On the football field, a defense that bends but doesn’t break is a good thing. When it comes to buildings fending off the extreme forces of an earthquake, it’s also precisely what you want a structure to do. Now, the creation of an Idaho State University professor may enable future buildings to mount a formidable defense against nature.

Recently, Mustafa Mashal, associate professor in the Department of Civil and Environmental Engineering, was awarded Patent No. 11,788,314B2 for his invention: Ductile connections for pre-formed construction elements. Simply put, Mashal, an expert in structural and earthquake engineering, created a means for structures built using precast/prestressed concrete sections - massive concrete Lego blocks - to ride out the motion of an earthquake using metal components called energy dissipaters.  mini excavator hydraulic quick coupler

“Many different types of metallic dissipaters have been invented over the years, and I was first introduced to metallic energy dissipaters as a master’s student at the State University of New York at Buffalo,” said Mashal. “I was also impressed by the work of inventors and researchers such as Dr. Ivan Skinner, Samuel White, Dr. Alessandro Palermo, and others in New Zealand. I further explored the use of dissipaters in different structures and co-invented new dissipaters with Dr. Palermo and Gavin Keats while working on my doctorate at the University of Canterbury in New Zealand. After I came to ISU, I continued working on my ideas, created new dissipaters, improved the design and performance of existing ones, investigated different metal alloys for the fabrication of dissipaters, and proposed new applications for metallic dissipaters such as installation between prefabricated floor planks.”

Placed between two precast/prestressed concrete or other material floor sections, these humble pieces of metal move with the shaking and sacrifice themselves by allowing the sections to slide back and forth during an earthquake. Once the shaking stops, the dissipater may be destroyed, but the building suffers minimal damage. One design resembles a bar with threads, and another looks like two sections of pipe wrapped in metal. The devices can be made out of steel, aluminum, or titanium alloys easily and for relatively low costs. 

“The dissipaters work similarly to how a circuit breaker protects important electrical equipment in your home,” said Mashal. “The dissipaters absorb the energy of the earthquake to prevent significant damage to other parts of the structure such as floors, columns, beams, and walls. Many lives have been saved during earthquakes by using dissipaters.”
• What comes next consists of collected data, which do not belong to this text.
//! Lock-free single-producer/single-consumer byte queue.

use std::sync::atomic::{AtomicU8, AtomicU32, Ordering};

/// Fixed-capacity ring buffer with monotonically increasing head/tail
/// counters (`count = head - tail`, wrapping subtraction).
///
/// Safe without locks under a strict role split: exactly one context ever
/// advances `head` (the producer) and exactly one ever advances `tail`
/// (the consumer). The producer stores the byte before publishing `head`
/// with `Release`; the consumer's `Acquire` load of `head` then guarantees
/// it sees the byte. The counters never run backwards.
pub struct ByteFifo<const N: usize> {
    head: AtomicU32,
    tail: AtomicU32,
    data: [AtomicU8; N],
}

impl<const N: usize> ByteFifo<N> {
    #[must_use]
    pub fn new() -> Self {
        Self {
            head: AtomicU32::new(0),
            tail: AtomicU32::new(0),
            data: [const { AtomicU8::new(0) }; N],
        }
    }

    #[must_use]
    pub fn count(&self) -> u32 {
        self.head
            .load(Ordering::Acquire)
            .wrapping_sub(self.tail.load(Ordering::Acquire))
    }

    #[must_use]
    pub fn is_empty(&self) -> bool {
        self.count() == 0
    }

    #[must_use]
    pub fn is_full(&self) -> bool {
        self.count() as usize >= N
    }

    /// Push a byte (producer side). Returns `false` on a full queue.
    pub fn push(&self, value: u8) -> bool {
        if self.is_full() {
            return false;
        }
        let head = self.head.load(Ordering::Relaxed);
        self.data[head as usize % N].store(value, Ordering::Relaxed);
        self.head.store(head.wrapping_add(1), Ordering::Release);
        true
    }

    /// Pop the front byte (consumer side).
    pub fn pop(&self) -> Option<u8> {
        if self.is_empty() {
            return None;
        }
        let tail = self.tail.load(Ordering::Relaxed);
        let value = self.data[tail as usize % N].load(Ordering::Relaxed);
        self.tail.store(tail.wrapping_add(1), Ordering::Release);
        Some(value)
    }

    /// Read the front byte without consuming it (consumer side).
    #[must_use]
    pub fn peek(&self) -> Option<u8> {
        if self.is_empty() {
            return None;
        }
        let tail = self.tail.load(Ordering::Relaxed);
        Some(self.data[tail as usize % N].load(Ordering::Relaxed))
    }

    /// Discard everything queued. Only valid while the producer side is
    /// quiescent (detectors disabled during session setup/teardown).
    pub fn clear(&self) {
        self.tail
            .store(self.head.load(Ordering::Acquire), Ordering::Release);
    }
}

impl<const N: usize> Default for ByteFifo<N> {
    fn default() -> Self {
        Self::new()
    }
}

#[cfg(test)]
mod tests {
    use super::*;

    #[test]
    fn fifo_preserves_order() {
        let fifo: ByteFifo<8> = ByteFifo::new();
        for b in 1..=5u8 {
            assert!(fifo.push(b));
        }
        for b in 1..=5u8 {
            assert_eq!(fifo.pop(), Some(b));
        }
        assert_eq!(fifo.pop(), None);
    }

    #[test]
    fn push_fails_on_full_without_corruption() {
        let fifo: ByteFifo<4> = ByteFifo::new();
        for b in 0..4u8 {
            assert!(fifo.push(b));
        }
        assert!(fifo.is_full());
        assert!(!fifo.push(0xFF));
        assert_eq!(fifo.count(), 4);
        assert_eq!(fifo.pop(), Some(0));
    }

    #[test]
    fn counters_survive_wrapping_past_capacity() {
        let fifo: ByteFifo<4> = ByteFifo::new();
        for round in 0..100u32 {
            assert!(fifo.push(round as u8));
            assert_eq!(fifo.pop(), Some(round as u8));
        }
        assert!(fifo.is_empty());
    }

    #[test]
    fn peek_does_not_consume() {
        let fifo: ByteFifo<4> = ByteFifo::new();
        fifo.push(0x42);
        assert_eq!(fifo.peek(), Some(0x42));
        assert_eq!(fifo.count(), 1);
        assert_eq!(fifo.pop(), Some(0x42));
    }

    #[test]
    fn clear_empties_the_queue() {
        let fifo: ByteFifo<4> = ByteFifo::new();
        fifo.push(1);
        fifo.push(2);
        fifo.clear();
        assert!(fifo.is_empty());
        assert_eq!(fifo.pop(), None);
    }

    #[test]
    fn concurrent_producer_and_consumer_lose_nothing() {
        use std::sync::Arc;

        let fifo: Arc<ByteFifo<8>> = Arc::new(ByteFifo::new());
        let producer = {
            let fifo = Arc::clone(&fifo);
            std::thread::spawn(move || {
                for b in 0..=255u8 {
                    while !fifo.push(b) {
                        std::thread::yield_now();
                    }
                }
            })
        };
        let mut seen = Vec::new();
        while seen.len() < 256 {
            if let Some(b) = fifo.pop() {
                seen.push(b);
            } else {
                std::thread::yield_now();
            }
        }
        producer.join().expect("producer thread");
        let expected: Vec<u8> = (0..=255u8).collect();
        assert_eq!(seen, expected);
    }
}
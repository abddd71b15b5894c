//! The ROM buffer: the in-memory image served to the emulated bus.

use std::sync::atomic::{AtomicU8, AtomicU32, Ordering};

/// Capacity of the ROM buffer, sized to the largest supported image.
pub const ROM_SIZE: usize = 0x40000;
/// Widest usable address mask.
pub const ADDR_MASK: u32 = (ROM_SIZE as u32) - 1;

/// Byte-addressable memory region shared by all three execution layers.
///
/// The bus is 8 bits wide, so per-byte atomics are the accurate sharing
/// model: the responder and the decode layer read bytes, the control plane
/// and the mailbox interrupt paths write them. Stores use `Release` and
/// loads `Acquire` so a field written before a sequence-counter bump is
/// visible to a reader that has observed the bump.
///
/// Allocated once; never resized. Resizing would require reprogramming the
/// address mask and the decoders, which is not supported at runtime.
pub struct RomBuffer {
    data: Box<[AtomicU8]>,
    mask: AtomicU32,
}

impl RomBuffer {
    #[must_use]
    pub fn new() -> Self {
        Self {
            data: (0..ROM_SIZE).map(|_| AtomicU8::new(0)).collect(),
            mask: AtomicU32::new(ADDR_MASK),
        }
    }

    /// The configured address mask. Always a power-of-two-minus-one no
    /// larger than `ADDR_MASK`.
    #[must_use]
    pub fn mask(&self) -> u32 {
        self.mask.load(Ordering::Acquire)
    }

    pub fn set_mask(&self, mask: u32) {
        debug_assert_eq!(mask & mask.wrapping_add(1), 0, "mask must be 2^n - 1");
        self.mask.store(mask & ADDR_MASK, Ordering::Release);
    }

    /// Serve one bus address: mask and index.
    #[must_use]
    pub fn read(&self, addr: u32) -> u8 {
        self.data[(addr & self.mask()) as usize].load(Ordering::Acquire)
    }

    /// Read a byte at an absolute buffer offset (no masking).
    #[must_use]
    pub fn peek(&self, offset: u32) -> u8 {
        self.data[offset as usize].load(Ordering::Acquire)
    }

    /// Write a byte at an absolute buffer offset (no masking).
    pub fn poke(&self, offset: u32, value: u8) {
        self.data[offset as usize].store(value, Ordering::Release);
    }

    /// Copy `src` into the buffer starting at `offset`. The caller has
    /// already bounds-checked the range.
    pub fn write_slice(&self, offset: u32, src: &[u8]) {
        debug_assert!(offset as usize + src.len() <= ROM_SIZE);
        for (i, &b) in src.iter().enumerate() {
            self.data[offset as usize + i].store(b, Ordering::Release);
        }
    }

    /// Copy out of the buffer starting at `offset`.
    pub fn read_slice(&self, offset: u32, dst: &mut [u8]) {
        debug_assert!(offset as usize + dst.len() <= ROM_SIZE);
        for (i, b) in dst.iter_mut().enumerate() {
            *b = self.data[offset as usize + i].load(Ordering::Acquire);
        }
    }

    /// Load an image into the start of the buffer, as at boot. Oversized
    /// images are truncated to the buffer capacity.
    pub fn load_image(&self, image: &[u8]) {
        let len = image.len().min(ROM_SIZE);
        self.write_slice(0, &image[..len]);
    }

    /// Copy the whole buffer out, as for flash persistence.
    #[must_use]
    pub fn snapshot(&self) -> Vec<u8> {
        let mut out = vec![0u8; ROM_SIZE];
        self.read_slice(0, &mut out);
        out
    }

    /// Read a little-endian 32-bit mailbox field.
    #[must_use]
    pub fn read_u32_le(&self, offset: u32) -> u32 {
        let mut bytes = [0u8; 4];
        self.read_slice(offset, &mut bytes);
        u32::from_le_bytes(bytes)
    }

    /// Write a little-endian 32-bit mailbox field.
    pub fn write_u32_le(&self, offset: u32, value: u32) {
        self.write_slice(offset, &value.to_le_bytes());
    }

    /// Atomically increment the low byte of a 32-bit field.
    ///
    /// Sequence counters are 32 bits wide for alignment but only the low
    /// byte is visible over the 8-bit bus, so a byte-wide read-modify-write
    /// is sufficient and cannot lose increments under concurrent bumps.
    pub fn bump_byte(&self, offset: u32) {
        self.data[offset as usize].fetch_add(1, Ordering::AcqRel);
    }
}

impl Default for RomBuffer {
    fn default() -> Self {
        Self::new()
    }
}
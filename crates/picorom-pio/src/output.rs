//! Data-line output driver and output-enable sequencer.

use crate::pins::BusPins;

/// Shifts the most recently queued byte onto the data lines.
///
/// The responder queues one byte per bus access; the driver latches it and
/// the sequencer decides whether the latch reaches the pins. The latch
/// persists across accesses, so the lines keep their last value while the
/// responder is stopped.
pub struct OutputDriver {
    latch: u8,
}

impl OutputDriver {
    #[must_use]
    pub fn new() -> Self {
        Self { latch: 0xFF }
    }

    /// Queue a byte for output. Overwrites any unshifted byte.
    pub fn queue_byte(&mut self, value: u8) {
        self.latch = value;
    }

    /// The byte currently held in the output latch.
    #[must_use]
    pub fn latched(&self) -> u8 {
        self.latch
    }
}

impl Default for OutputDriver {
    fn default() -> Self {
        Self::new()
    }
}

/// Watches the enable lines and owns data-line direction.
///
/// While the enable lines are deasserted the data lines are floated and
/// the external tri-state buffer (if the board has one) is disabled; while
/// asserted, the latch is driven out and the buffer enabled. Ownership is
/// re-evaluated from the current line levels on every step, so arbitrarily
/// fast assert/deassert activity can never leave the lines driven while
/// the bus is disabled.
pub struct OutputEnableSequencer {
    has_buffer: bool,
}

impl OutputEnableSequencer {
    #[must_use]
    pub fn new(has_buffer: bool) -> Self {
        Self { has_buffer }
    }

    /// Re-evaluate data-line ownership from the enable lines.
    pub fn step(&self, pins: &BusPins, driver: &OutputDriver) {
        if pins.enable_asserted() {
            pins.drive_data(driver.latched());
            if self.has_buffer {
                pins.set_buffer_enable(true);
            }
        } else {
            pins.float_data();
            if self.has_buffer {
                pins.set_buffer_enable(false);
            }
        }
    }
}

#[cfg(test)]
mod tests {
    use super::*;

    #[test]
    fn drives_latch_only_while_enabled() {
        let pins = BusPins::new();
        let seq = OutputEnableSequencer::new(false);
        let mut driver = OutputDriver::new();
        driver.queue_byte(0x5A);

        seq.step(&pins, &driver);
        assert_eq!(pins.data(), None);

        pins.assert_enable();
        seq.step(&pins, &driver);
        assert_eq!(pins.data(), Some(0x5A));

        pins.release_enable();
        seq.step(&pins, &driver);
        assert_eq!(pins.data(), None);
    }

    #[test]
    fn buffer_enable_follows_the_enable_lines() {
        let pins = BusPins::new();
        let seq = OutputEnableSequencer::new(true);
        let driver = OutputDriver::new();

        pins.assert_enable();
        seq.step(&pins, &driver);
        assert!(pins.buffer_enabled());

        pins.release_enable();
        seq.step(&pins, &driver);
        assert!(!pins.buffer_enabled());
    }

    #[test]
    fn rapid_toggling_never_leaves_the_lines_driven() {
        let pins = BusPins::new();
        let seq = OutputEnableSequencer::new(false);
        let driver = OutputDriver::new();

        for _ in 0..100 {
            pins.assert_enable();
            seq.step(&pins, &driver);
            pins.release_enable();
            seq.step(&pins, &driver);
        }
        assert_eq!(pins.data(), None);
    }
}
//! The real-time responder: the uninterruptible byte-serving loop.

use std::sync::atomic::{AtomicBool, Ordering};

use picorom_pio::{BusPins, OutputDriver};

use crate::rom::RomBuffer;

/// Address-sampling strategy for the serving loop.
#[derive(Debug, Clone, Copy, PartialEq, Eq)]
pub enum SampleStrategy {
    /// Sample the address lines once per iteration. Cheapest; assumes the
    /// target only presents settled addresses.
    Single,
    /// Sample twice and only index once both samples agree, rejecting a
    /// mid-transition read at the cost of extra cycles.
    DoubleCompare,
}

impl SampleStrategy {
    /// Worst-case cycle count of one loop iteration on the real part.
    #[must_use]
    pub const fn worst_case_cycles(self) -> u32 {
        match self {
            // ldr, and, ldrb(2), strb, b(2)
            Self::Single => 7,
            // ldr, and, ldr, and, cmp, bne, ldrb(2), strb, b(2)
            Self::DoubleCompare => 11,
        }
    }
}

/// Serves one ROM byte per bus access: sample address, mask, index,
/// forward to the output driver.
///
/// The loop body holds no state between iterations beyond the immutable
/// strategy and the buffer's address mask, so stopping and restarting the
/// service (for flash persistence) is safe at any point. There is no
/// error path by design: a fault here is a timing violation to avoid by
/// construction, not a runtime condition. The body performs no heap
/// allocation and calls nothing outside the buffer index and the output
/// latch.
pub struct Responder {
    strategy: SampleStrategy,
    running: AtomicBool,
}

impl Responder {
    #[must_use]
    pub fn new(strategy: SampleStrategy) -> Self {
        Self {
            strategy,
            running: AtomicBool::new(false),
        }
    }

    #[must_use]
    pub fn strategy(&self) -> SampleStrategy {
        self.strategy
    }

    /// Enter the serving loop (launch the dedicated core).
    pub fn start(&self) {
        self.running.store(true, Ordering::Release);
    }

    /// Stop the serving loop. Returns whether it was running, so a
    /// suspend/resume pair can restore the prior state exactly.
    pub fn stop(&self) -> bool {
        self.running.swap(false, Ordering::AcqRel)
    }

    #[must_use]
    pub fn is_running(&self) -> bool {
        self.running.load(Ordering::Acquire)
    }

    /// One iteration of the serving loop against the current bus state.
    pub fn service(&self, rom: &RomBuffer, pins: &BusPins, output: &mut OutputDriver) {
        if !self.running.load(Ordering::Acquire) {
            return;
        }
        let addr = match self.strategy {
            SampleStrategy::Single => pins.sample_address(),
            SampleStrategy::DoubleCompare => loop {
                let first = pins.sample_address();
                let second = pins.sample_address();
                if first == second {
                    break second;
                }
            },
        };
        output.queue_byte(rom.read(addr));
    }
}

#[cfg(test)]
mod tests {
    use super::*;

    #[test]
    fn serves_the_masked_rom_byte() {
        let rom = RomBuffer::new();
        rom.poke(0x0042, 0x99);
        rom.set_mask(0x00FF);
        let pins = BusPins::new();
        let mut output = OutputDriver::new();
        let responder = Responder::new(SampleStrategy::Single);
        responder.start();

        pins.set_address(0x1F342);
        responder.service(&rom, &pins, &mut output);
        assert_eq!(output.latched(), 0x99);
    }

    #[test]
    fn stopped_responder_leaves_the_latch_alone() {
        let rom = RomBuffer::new();
        rom.poke(0, 0x11);
        let pins = BusPins::new();
        let mut output = OutputDriver::new();
        output.queue_byte(0xEE);
        let responder = Responder::new(SampleStrategy::Single);

        responder.service(&rom, &pins, &mut output);
        assert_eq!(output.latched(), 0xEE);

        responder.start();
        responder.service(&rom, &pins, &mut output);
        assert_eq!(output.latched(), 0x11);
    }

    #[test]
    fn stop_reports_the_prior_state() {
        let responder = Responder::new(SampleStrategy::DoubleCompare);
        assert!(!responder.stop());
        responder.start();
        assert!(responder.stop());
        assert!(!responder.is_running());
    }

    #[test]
    fn double_compare_costs_more_cycles() {
        assert!(
            SampleStrategy::DoubleCompare.worst_case_cycles()
                > SampleStrategy::Single.worst_case_cycles()
        );
    }
}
Testing of the dissipaters took place in ISU’s Structural Laboratory (SLAB) and fell on the shoulders of a team of students under Mashal’s supervision: Samantha Kerr, Jared Cantrell, Rachell Brownell, and Berenice Sosa Aispuro. In the SLAB, the dissipaters were subjected to the same deformations they would be under during a major earthquake of magnitude 7.0 or larger.

“I had an amazing time working under Dr. Mashal and helping with the testing,” said Berenice Sosa Aispuro, a senior majoring in mechanical engineering. “This was my first engineering work experience, and I learned so much. I was able to see firsthand what the engineering process was like starting with the design/research stage and moving to the actual testing stage.”

Saksham Raj Maharjan, a former master’s student, took up the topic as part of his thesis research and extensively analyzed the experimental data.

“This project offered a unique blend of challenges, collaboration, and innovation, and working on it was a rewarding experience for me,” said Maharjan. “Being part of a multidisciplinary team that combined expertise in materials science, structural engineering, and earthquake dynamics added to my knowledge of earthquake engineering. I’m looking forward to seeing the positive impact our work could have on improving the safety and resilience of structures in seismically active areas.”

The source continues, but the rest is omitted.